Start of MATERIAL TO PROCESS

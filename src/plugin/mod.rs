//! Plugin hosting: identity types, live registry, runtime builders, and
//! install adaptors

pub mod install;
pub mod local;
pub mod manager;
pub mod registry;
pub mod serverless;
pub mod types;

pub use local::{EnvironmentBuilder, LocalRuntimeState};
pub use manager::PluginManager;
pub use registry::PluginRegistry;
pub use serverless::{LaunchFunctionEvent, LaunchFunctionResponse, ServerlessConnector};
pub use types::{PluginInstallEvent, PluginInstallResponse, PluginLifetime, PluginUniqueIdentifier};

End of MATERIAL TO PROCESS

**EXERCISE PROMPT**
Would you please copy each line of the listing that contains the word "types"?

**TASK RESULT**
//! Plugin hosting: identity types, live registry, runtime builders, and
pub mod types;
pub use types::{PluginInstallEvent, PluginInstallResponse, PluginLifetime, PluginUniqueIdentifier};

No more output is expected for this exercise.